Question

A national organization has been working with utilities throughout the nation to find sites for large wind machines that generate electricity. Wind speeds must average more than 20 miles per hour (mph) for a site to be acceptable. Recently, the organization conducted wind speed tests at a particular site. Based on a sample of n = 43 wind speed recordings (taken at random intervals), the wind speed at the site averaged x = 25.8 mph, with a standard deviation of s = 4.2 mph. To determine whether the site meets the organization's requirements, consider the test, H0: µ = 25 vs.
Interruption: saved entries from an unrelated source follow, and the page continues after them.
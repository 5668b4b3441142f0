//! Error responses returned by the gateway itself.
//!
//! # Responsibilities
//! - Render terminal failures as JSON with a stable error code
//! - Map failures to 4xx/5xx status codes
//! - Correlate error bodies with the request ID
//!
//! # Design Decisions
//! - Backend responses are never rewritten here; only gateway-generated
//!   errors use this format
//! - Backend timeouts result in 504 Gateway Timeout

use axum::http::{HeaderValue, StatusCode};
use axum::response::{IntoResponse, Response};
use axum::Json;
use serde::{Deserialize, Serialize};

use crate::error::GatewayError;
use crate::http::request::X_REQUEST_ID;

/// Standard error response format.
#[derive(Debug, Clone, PartialEq, Eq, Serialize, Deserialize)]
pub struct ErrorResponse {
    /// Stable code for programmatic handling.
    pub code: String,
    /// Human-readable message.
    pub message: String,
    /// Request ID for correlation.
    #[serde(skip_serializing_if = "Option::is_none")]
    pub request_id: Option<String>,
}

impl ErrorResponse {
    pub fn new(code: impl Into<String>, message: impl Into<String>) -> Self {
        Self {
            code: code.into(),
            message: message.into(),
            request_id: None,
        }
    }

    pub fn from_error(error: &GatewayError) -> Self {
        Self::new(error.code(), error.to_string())
    }

    pub fn with_request_id(mut self, request_id: impl Into<String>) -> Self {
        self.request_id = Some(request_id.into());
        self
    }

    /// Convert to an HTTP response, echoing the request ID header.
    pub fn into_response_with_status(self, status: StatusCode) -> Response {
        let request_id = self.request_id.clone();
        let mut response = (status, Json(self)).into_response();

        if let Some(id) = request_id {
            if let Ok(value) = HeaderValue::from_str(&id) {
                response.headers_mut().insert(X_REQUEST_ID, value);
            }
        }
        response
    }
}

impl IntoResponse for GatewayError {
    fn into_response(self) -> Response {
        ErrorResponse::from_error(&self).into_response_with_status(self.status_code())
    }
}

#[cfg(test)]
mod tests {
    use super::*;
    use http_body_util::BodyExt;

    #[tokio::test]
    async fn test_error_body() {
        let error = GatewayError::NoRoute {
            path: "/nowhere".into(),
        };
        let response = ErrorResponse::from_error(&error)
            .with_request_id("req-1")
            .into_response_with_status(error.status_code());

        assert_eq!(response.status(), StatusCode::BAD_REQUEST);
        assert_eq!(response.headers()[X_REQUEST_ID], "req-1");

        let body = response.into_body().collect().await.unwrap().to_bytes();
        let parsed: ErrorResponse = serde_json::from_slice(&body).unwrap();
        assert_eq!(parsed.code, "UNRECOGNIZED_REQUEST");
        assert!(parsed.message.contains("not configured"));
        assert_eq!(parsed.request_id.as_deref(), Some("req-1"));
    }

    #[test]
    fn test_into_response_status() {
        let response = GatewayError::BodyTooLarge { limit: 10 }.into_response();
        assert_eq!(response.status(), StatusCode::PAYLOAD_TOO_LARGE);
    }
}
Ha: µ > 25, where µ is the true mean wind speed at the site and alpha = .01. Suppose the value of the test statistic were computed to be 1.25. State the conclusion.
A) At alpha = .01, there is sufficient evidence to conclude the true mean wind speed at the site exceeds 25 mph.
B) At alpha΅= .01, there is insufficient evidence to conclude the true mean wind speed at the site exceeds 25 mph.
C) We are 99% confident that the site meets the organization's requirements.
D) We are 99% confident that the site does not meet the organization's requirements.

Answer 1

Answer:

B) At alpha = 0.01, there is insufficient evidence to conclude the true mean wind speed at the site exceeds 25 mph.

Step-by-step explanation:

P-value of the test:

The p-value of the test is the probability of finding a sample mean above 25.
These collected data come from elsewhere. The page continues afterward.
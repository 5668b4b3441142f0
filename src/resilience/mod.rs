//! Resilience subsystem.
//!
//! # Data Flow
//! ```text
//! Request to backend:
//!     → retries.rs (resolve → acquire client → invoke)
//!     → On failure: classifier.rs (transient? how much budget?)
//!     → backoff.rs (exponential delay with jitter before re-resolving)
//!     → Terminal failure propagated to the gateway boundary
//! ```
//!
//! # Design Decisions
//! - Timeouts are non-negotiable; every attempt has a deadline
//! - Classification is a pluggable policy, not hard-coded in the loop
//! - 503 from a backend is always retried within the transient budget
//! - Cancellation ends the loop at once, without back-off

pub mod backoff;
pub mod classifier;
pub mod retries;

use std::time::Duration;

pub use classifier::{AlwaysNonTransient, FailureClassifier, RetryDecision, TransportAware};
pub use retries::RetryingInvoker;

/// Retry tuning for one route.
#[derive(Debug, Clone, Copy, PartialEq, Eq)]
pub struct RetrySettings {
    /// Budget for transient failures.
    pub max_retry_count: u32,
    /// Base back-off delay.
    pub retry_delay: Duration,
    /// Back-off cap.
    pub max_retry_delay: Duration,
    /// Budget reported for non-transient failures.
    pub default_max_retry_count_for_non_transient: u32,
}

impl Default for RetrySettings {
    fn default() -> Self {
        Self {
            max_retry_count: 30,
            retry_delay: Duration::from_secs(2),
            max_retry_delay: Duration::from_secs(2),
            default_max_retry_count_for_non_transient: 30,
        }
    }
}
//! Startup orchestration.
//!
//! # Responsibilities
//! - Initialize subsystems in dependency order
//! - Start background tasks (metrics exporter, signal listener)
//! - Bind the listener and begin accepting traffic
//!
//! # Design Decisions
//! - Fail fast: any startup error is fatal
//! - Subsystems initialize in order, not concurrently
//! - Listeners start last (traffic only when ready)

use std::net::SocketAddr;

use thiserror::Error;
use tokio::net::TcpListener;

use crate::config::GatewayConfig;
use crate::error::GatewayError;
use crate::http::GatewayServer;
use crate::lifecycle::{signals, Shutdown};
use crate::observability::metrics;

/// Fatal error while bringing the gateway up.
#[derive(Debug, Error)]
pub enum StartupError {
    #[error("gateway: {0}")]
    Gateway(#[from] GatewayError),

    #[error("metrics exporter: {0}")]
    Metrics(#[from] metrics_exporter_prometheus::BuildError),

    #[error("invalid address {0:?}")]
    Address(String),

    #[error("IO error: {0}")]
    Io(#[from] std::io::Error),
}

/// Run the gateway until a termination signal arrives.
pub async fn run(config: GatewayConfig) -> Result<(), StartupError> {
    if config.observability.metrics_enabled {
        let addr: SocketAddr = config
            .observability
            .metrics_address
            .parse()
            .map_err(|_| StartupError::Address(config.observability.metrics_address.clone()))?;
        metrics::init_metrics(addr)?;
    }

    let server = GatewayServer::new(&config)?;

    let listener = TcpListener::bind(&config.listener.bind_address).await?;
    tracing::info!(
        address = %listener.local_addr()?,
        routes = config.routes.len(),
        services = config.services.len(),
        "Listening for connections"
    );

    let shutdown = Shutdown::new();
    let server_shutdown = shutdown.subscribe();
    tokio::spawn(signals::forward_signals(shutdown));

    server.run(listener, server_shutdown).await?;

    tracing::info!("Shutdown complete");
    Ok(())
}
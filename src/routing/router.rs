//! Route lookup.
//!
//! # Responsibilities
//! - Store compiled routes
//! - Look up the route whose mount covers a request path
//! - Return the matched route or an explicit no-match
//!
//! # Design Decisions
//! - Immutable after construction (thread-safe without locks)
//! - Longest mount wins, so nested mounts behave predictably
//! - O(n) mount scan (acceptable for typical route counts)

use crate::routing::matcher::MountMatcher;

/// A successful lookup.
#[derive(Debug)]
pub struct RouteMatch<'r, 'p, T> {
    pub route: &'r T,
    /// Part of the path the gateway is mounted under.
    pub path_base: &'p str,
    /// Part of the path below the mount.
    pub remainder: &'p str,
}

/// Mount table mapping request paths to routes.
#[derive(Debug)]
pub struct Router<T> {
    routes: Vec<(MountMatcher, T)>,
}

impl<T> Router<T> {
    pub fn new(routes: impl IntoIterator<Item = (MountMatcher, T)>) -> Self {
        let mut routes: Vec<_> = routes.into_iter().collect();
        routes.sort_by(|(a, _), (b, _)| b.mount().len().cmp(&a.mount().len()));
        Self { routes }
    }

    /// Find the route for `path`.
    pub fn match_path<'r, 'p>(&'r self, path: &'p str) -> Option<RouteMatch<'r, 'p, T>> {
        self.routes.iter().find_map(|(matcher, route)| {
            matcher.split(path).map(|(path_base, remainder)| RouteMatch {
                route,
                path_base,
                remainder,
            })
        })
    }

    pub fn len(&self) -> usize {
        self.routes.len()
    }

    pub fn is_empty(&self) -> bool {
        self.routes.is_empty()
    }
}

#[cfg(test)]
mod tests {
    use super::*;

    #[test]
    fn test_longest_mount_wins() {
        let router = Router::new([
            (MountMatcher::new("/"), "root"),
            (MountMatcher::new("/api"), "api"),
            (MountMatcher::new("/api/orders"), "orders"),
        ]);

        let matched = router.match_path("/api/orders/5").unwrap();
        assert_eq!(*matched.route, "orders");
        assert_eq!(matched.path_base, "/api/orders");
        assert_eq!(matched.remainder, "/5");

        assert_eq!(*router.match_path("/api/users").unwrap().route, "api");
        assert_eq!(*router.match_path("/health").unwrap().route, "root");
    }

    #[test]
    fn test_no_match() {
        let router = Router::new([(MountMatcher::new("/api"), 1)]);
        assert!(router.match_path("/other").is_none());
        assert!(router.match_path("/apix").is_none());
    }
}
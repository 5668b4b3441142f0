//! Observability subsystem.
//!
//! # Data Flow
//! ```text
//! All subsystems produce:
//!     → logging.rs (structured log events)
//!     → metrics.rs (counters, histograms)
//!
//! Consumers:
//!     → Log aggregation (stdout, pretty or JSON)
//!     → Metrics endpoint (Prometheus scrape)
//! ```
//!
//! # Design Decisions
//! - Structured logging (JSON) for machine parsing
//! - Request ID flows through all log events of a request
//! - Metrics are cheap (atomic increments)

pub mod logging;
pub mod metrics;
//! `LinkDB` Graph
//!
//! This crate provides in-memory adjacency indexes: maps from a pair of vertex
//! IDs to an arbitrary value, for directed graphs ([`ArcMap`]) and undirected
//! graphs ([`EdgeMap`]).
//!
//! # Modules
//!
//! - [`index`] - The adjacency map, its iterators, and its live views
//! - [`error`] - Error types ([`GraphError`])
//!
//! # Example
//!
//! ```
//! use linkdb_core::Edge;
//! use linkdb_graph::EdgeMap;
//!
//! let mut contacts: EdgeMap<&str> = EdgeMap::new();
//! contacts.insert(Edge::from((3, 7)), "bluetooth")?;
//! contacts.insert(Edge::from((9, 2)), "wifi")?;
//!
//! // Either direction finds the same entry
//! assert_eq!(contacts.get(&Edge::from((7, 3))), Some(&"bluetooth"));
//!
//! // Each edge is reported once, smaller vertex first
//! let mut keys: Vec<_> = contacts.keys().map(|e| e.canonical()).collect();
//! keys.sort();
//! assert_eq!(keys.len(), 2);
//! # Ok::<(), linkdb_graph::GraphError>(())
//! ```

// Deny unwrap in library code to ensure proper error handling
#![deny(clippy::unwrap_used)]

pub mod error;
pub mod index;

pub use error::{GraphError, GraphResult};
pub use index::{AdjacencyConfig, AdjacencyMap, ArcMap, EdgeMap};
We are using the t-distribution, with test statistic t = 1.25 and 43 - 1 = 42 degrees of freedom. This probability is a right-tailed test.

With the help of a calculator, this p-value is of 0.1091.

Since the p-value of the test is 0.1091 > 0.01, at $\alpha = 0.01$ there is insufficient evidence to conclude the true mean wind speed at the site exceeds 25 mph, and the correct answer is given by option B.